▸ DATA FOR REVIEW:

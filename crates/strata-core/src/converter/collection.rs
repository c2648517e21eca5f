//! Converters for optional values, lists and maps built from element converters.
//!
//! Collections are written as JSON documents. Elements whose converter emits
//! JSON are embedded directly (`[1,2,3]`); elements with a custom converter,
//! such as entity references, are embedded as string tokens (`["u1","u2"]`).
//! Empty collections encode to the empty string.

use std::collections::HashMap;
use std::hash::Hash;

use serde_json::{Map, Value};

use super::{SharedConverter, ValueConverter, embed, extract};
use crate::error::ConversionError;

/// Lifts an element converter to `Option<V>`; `None` encodes as "no value".
pub struct OptionalConverter<V> {
    inner: SharedConverter<V>,
}

impl<V> OptionalConverter<V> {
    pub fn new(inner: SharedConverter<V>) -> Self {
        Self { inner }
    }
}

impl<V> ValueConverter<Option<V>> for OptionalConverter<V> {
    fn encode(&self, value: &Option<V>) -> Result<String, ConversionError> {
        match value {
            Some(v) => self.inner.encode(v),
            None => Ok(String::new()),
        }
    }

    fn decode(&self, raw: &str) -> Result<Option<V>, ConversionError> {
        self.inner.decode(raw).map(Some)
    }
}

/// List converter driven by an element converter.
pub struct ListConverter<V> {
    element: SharedConverter<V>,
}

impl<V> ListConverter<V> {
    pub fn new(element: SharedConverter<V>) -> Self {
        Self { element }
    }
}

impl<V> ValueConverter<Vec<V>> for ListConverter<V> {
    fn encode(&self, list: &Vec<V>) -> Result<String, ConversionError> {
        if list.is_empty() {
            return Ok(String::new());
        }
        let tokens = list
            .iter()
            .map(|element| embed(self.element.as_ref(), element))
            .collect::<Result<Vec<_>, _>>()?;
        Ok(serde_json::to_string(&tokens)?)
    }

    fn decode(&self, raw: &str) -> Result<Vec<V>, ConversionError> {
        let tokens: Vec<Value> = serde_json::from_str(raw)?;
        tokens
            .into_iter()
            .map(|token| extract(self.element.as_ref(), token))
            .collect()
    }

    fn emits_json(&self) -> bool {
        true
    }
}

/// Map converter driven by key and value converters.
///
/// JSON object keys are strings, so a key whose converter emits a JSON string
/// is written unquoted and any other JSON key (numbers, booleans) is written
/// as its literal text.
pub struct MapConverter<K, V> {
    key: SharedConverter<K>,
    value: SharedConverter<V>,
}

impl<K, V> MapConverter<K, V> {
    pub fn new(key: SharedConverter<K>, value: SharedConverter<V>) -> Self {
        Self { key, value }
    }

    fn encode_key(&self, key: &K) -> Result<String, ConversionError> {
        let token = self.key.encode(key)?;
        if !self.key.emits_json() {
            return Ok(token);
        }
        match serde_json::from_str::<Value>(&token)? {
            Value::String(s) => Ok(s),
            Value::Number(_) | Value::Bool(_) => Ok(token),
            other => Err(ConversionError::malformed(format!(
                "map key must encode to a string, number or bool, found {other}"
            ))),
        }
    }

    fn decode_key(&self, raw: &str) -> Result<K, ConversionError> {
        if !self.key.emits_json() {
            return self.key.decode(raw);
        }
        let quoted = Value::String(raw.to_string()).to_string();
        self.key.decode(&quoted).or_else(|_| self.key.decode(raw))
    }
}

impl<K, V> ValueConverter<HashMap<K, V>> for MapConverter<K, V>
where
    K: Eq + Hash,
{
    fn encode(&self, map: &HashMap<K, V>) -> Result<String, ConversionError> {
        if map.is_empty() {
            return Ok(String::new());
        }
        let mut object = Map::with_capacity(map.len());
        for (k, v) in map {
            object.insert(self.encode_key(k)?, embed(self.value.as_ref(), v)?);
        }
        Ok(serde_json::to_string(&object)?)
    }

    fn decode(&self, raw: &str) -> Result<HashMap<K, V>, ConversionError> {
        let object: Map<String, Value> = serde_json::from_str(raw)?;
        let mut map = HashMap::with_capacity(object.len());
        for (k, v) in object {
            map.insert(self.decode_key(&k)?, extract(self.value.as_ref(), v)?);
        }
        Ok(map)
    }

    fn emits_json(&self) -> bool {
        true
    }
}

#[cfg(test)]
mod tests {
    use super::*;
    use crate::converter::JsonConverter;
    use std::sync::Arc;

    /// Stores a `u32` as its hex text, standing in for a custom converter.
    struct HexConverter;

    impl ValueConverter<u32> for HexConverter {
        fn encode(&self, value: &u32) -> Result<String, ConversionError> {
            Ok(format!("{value:x}"))
        }

        fn decode(&self, raw: &str) -> Result<u32, ConversionError> {
            u32::from_str_radix(raw, 16).map_err(|e| ConversionError::malformed(e.to_string()))
        }
    }

    fn json<T>() -> SharedConverter<T>
    where
        T: serde::Serialize + serde::de::DeserializeOwned + 'static,
    {
        Arc::new(JsonConverter::<T>::new())
    }

    #[test]
    fn test_optional() {
        let conv = OptionalConverter::new(json::<i64>());
        assert_eq!(conv.encode(&None).unwrap(), "");
        assert_eq!(conv.encode(&Some(5)).unwrap(), "5");
        assert_eq!(conv.decode("5").unwrap(), Some(5));
    }

    #[test]
    fn test_list_with_json_elements() {
        let conv = ListConverter::new(json::<String>());
        let list = vec!["a".to_string(), "b:c".to_string()];
        let raw = conv.encode(&list).unwrap();
        assert_eq!(raw, r#"["a","b:c"]"#);
        assert_eq!(conv.decode(&raw).unwrap(), list);
    }

    #[test]
    fn test_list_with_custom_elements_uses_tokens() {
        let conv = ListConverter::new(Arc::new(HexConverter) as SharedConverter<u32>);
        let raw = conv.encode(&vec![255, 16]).unwrap();
        assert_eq!(raw, r#"["ff","10"]"#);
        assert_eq!(conv.decode(&raw).unwrap(), vec![255, 16]);
    }

    #[test]
    fn test_empty_collections_encode_to_no_value() {
        let list = ListConverter::new(json::<i64>());
        assert_eq!(list.encode(&Vec::new()).unwrap(), "");

        let map = MapConverter::new(json::<String>(), json::<i64>());
        assert_eq!(map.encode(&HashMap::new()).unwrap(), "");
    }

    #[test]
    fn test_map_with_string_keys() {
        let conv = MapConverter::new(json::<String>(), json::<i64>());
        let mut map = HashMap::new();
        map.insert("gold".to_string(), 10);
        map.insert("42".to_string(), 3);
        let raw = conv.encode(&map).unwrap();
        assert_eq!(
            serde_json::from_str::<Value>(&raw).unwrap(),
            serde_json::json!({"gold": 10, "42": 3})
        );
        assert_eq!(conv.decode(&raw).unwrap(), map);
    }

    #[test]
    fn test_map_with_numeric_keys_and_custom_values() {
        let conv = MapConverter::new(json::<u16>(), Arc::new(HexConverter) as SharedConverter<u32>);
        let mut map = HashMap::new();
        map.insert(1u16, 255u32);
        map.insert(2u16, 4096u32);
        let raw = conv.encode(&map).unwrap();
        assert_eq!(
            serde_json::from_str::<Value>(&raw).unwrap(),
            serde_json::json!({"1": "ff", "2": "1000"})
        );
        assert_eq!(conv.decode(&raw).unwrap(), map);
    }

    #[test]
    fn test_malformed_collections() {
        let conv = ListConverter::new(json::<i64>());
        assert!(conv.decode("{not json").is_err());
        assert!(conv.decode(r#"["x"]"#).is_err());

        let custom = ListConverter::new(Arc::new(HexConverter) as SharedConverter<u32>);
        assert!(custom.decode("[1]").is_err());
    }
}
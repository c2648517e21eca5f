//! Tracing setup for processes embedding the cache.

use std::sync::OnceLock;

use tracing_subscriber::{EnvFilter, Registry, fmt, prelude::*, reload};

use crate::config::LoggingConfig;

static LOG_RELOAD_HANDLE: OnceLock<reload::Handle<EnvFilter, Registry>> = OnceLock::new();

/// Install a global subscriber using the configured level.
pub fn init_tracing(config: &LoggingConfig) {
    init_tracing_with_level(&config.level);
}

/// Install a global subscriber. `RUST_LOG` wins over `level` when set.
///
/// Calling this more than once keeps the first subscriber.
pub fn init_tracing_with_level(level: &str) {
    let filter = std::env::var("RUST_LOG")
        .ok()
        .and_then(|_| EnvFilter::try_from_default_env().ok())
        .unwrap_or_else(|| EnvFilter::new(level));

    let (reload_layer, handle) = reload::Layer::new(filter);
    if LOG_RELOAD_HANDLE.set(handle).is_err() {
        return;
    }

    let _ = tracing_subscriber::registry()
        .with(reload_layer)
        .with(fmt::layer().with_target(true))
        .try_init();
}

/// Change the log level of a running process.
///
/// Returns `false` if tracing was not initialised through this module.
pub fn apply_logging_level(level: &str) -> bool {
    let Some(handle) = LOG_RELOAD_HANDLE.get() else {
        return false;
    };
    handle
        .modify(|filter| *filter = EnvFilter::new(level))
        .is_ok()
}
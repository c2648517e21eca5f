//! PostgreSQL implementation of the `DocumentStore` trait.
//!
//! All collections share one table; a document is a JSONB body keyed by
//! `(collection, document_key)`.

use async_trait::async_trait;
use serde_json::Value;
use sqlx_core::query::query;
use sqlx_core::query_as::query_as;
use sqlx_postgres::PgPool;
use tracing::{debug, instrument};

use strata_storage::{Document, DocumentStore, FieldUpdate, StorageError, document_key};

use crate::config::PostgresConfig;
use crate::error::map_query_error;
use crate::migrations;
use crate::pool;

const FIND_SQL: &str =
    "SELECT body FROM strata_documents WHERE collection = $1 AND document_key = $2";

const SET_FIELD_SQL: &str = r#"UPDATE strata_documents
    SET body = jsonb_set(body, ARRAY[$3::text], to_jsonb($4::text), true),
        updated_at = now()
    WHERE collection = $1 AND document_key = $2"#;

const UNSET_FIELD_SQL: &str = r#"UPDATE strata_documents
    SET body = body - $3::text,
        updated_at = now()
    WHERE collection = $1 AND document_key = $2"#;

const INSERT_SQL: &str =
    "INSERT INTO strata_documents (collection, document_key, body) VALUES ($1, $2, $3)";

/// Document store backed by a single PostgreSQL table.
#[derive(Debug, Clone)]
pub struct PostgresDocumentStore {
    pool: PgPool,
}

impl PostgresDocumentStore {
    /// Connects and, if configured, applies migrations.
    pub async fn new(config: PostgresConfig) -> Result<Self, StorageError> {
        let pool = pool::create_pool(&config).await?;

        if config.run_migrations {
            migrations::run(&pool).await?;
        }

        Ok(Self { pool })
    }

    /// Wraps an existing pool. Migrations are not run.
    #[must_use]
    pub fn from_pool(pool: PgPool) -> Self {
        Self { pool }
    }

    #[must_use]
    pub fn pool(&self) -> &PgPool {
        &self.pool
    }
}

#[async_trait]
impl DocumentStore for PostgresDocumentStore {
    #[instrument(skip(self))]
    async fn find_one(
        &self,
        collection: &str,
        document_key: &str,
    ) -> Result<Option<Document>, StorageError> {
        let row: Option<(Value,)> = query_as(FIND_SQL)
            .bind(collection)
            .bind(document_key)
            .fetch_optional(&self.pool)
            .await
            .map_err(|e| map_query_error(e, collection, document_key))?;

        match row {
            None => Ok(None),
            Some((Value::Object(body),)) => Ok(Some(body)),
            Some((other,)) => Err(StorageError::invalid_document(format!(
                "{collection}/{document_key} body is not an object: {other}"
            ))),
        }
    }

    #[instrument(skip(self, update), fields(field = update.field()))]
    async fn update_one(
        &self,
        collection: &str,
        document_key: &str,
        update: &FieldUpdate,
    ) -> Result<(), StorageError> {
        let result = match update {
            FieldUpdate::Set { field, value } => {
                query(SET_FIELD_SQL)
                    .bind(collection)
                    .bind(document_key)
                    .bind(field.as_str())
                    .bind(value.as_str())
                    .execute(&self.pool)
                    .await
            }
            FieldUpdate::Unset { field } => {
                query(UNSET_FIELD_SQL)
                    .bind(collection)
                    .bind(document_key)
                    .bind(field.as_str())
                    .execute(&self.pool)
                    .await
            }
        }
        .map_err(|e| map_query_error(e, collection, document_key))?;

        debug!(rows = result.rows_affected(), "document field updated");
        Ok(())
    }

    #[instrument(skip(self, document))]
    async fn insert_one(&self, collection: &str, document: Document) -> Result<(), StorageError> {
        let key = document_key(&document)
            .ok_or_else(|| StorageError::invalid_document("document has no string _id"))?
            .to_string();

        query(INSERT_SQL)
            .bind(collection)
            .bind(key.as_str())
            .bind(Value::Object(document))
            .execute(&self.pool)
            .await
            .map_err(|e| map_query_error(e, collection, &key))?;

        Ok(())
    }
}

▸ PROBLEM REQUIREMENTS:
Reprint exactly the lines above that start at the one with "use crate::migrations;" and end at the one with "const INSERT_SQL: &str", keeping both and adding none.

▸ ANSWER SECTION:
use crate::migrations;
use crate::pool;

const FIND_SQL: &str =
    "SELECT body FROM strata_documents WHERE collection = $1 AND document_key = $2";

const SET_FIELD_SQL: &str = r#"UPDATE strata_documents
    SET body = jsonb_set(body, ARRAY[$3::text], to_jsonb($4::text), true),
        updated_at = now()
    WHERE collection = $1 AND document_key = $2"#;

const UNSET_FIELD_SQL: &str = r#"UPDATE strata_documents
    SET body = body - $3::text,
        updated_at = now()
    WHERE collection = $1 AND document_key = $2"#;

const INSERT_SQL: &str =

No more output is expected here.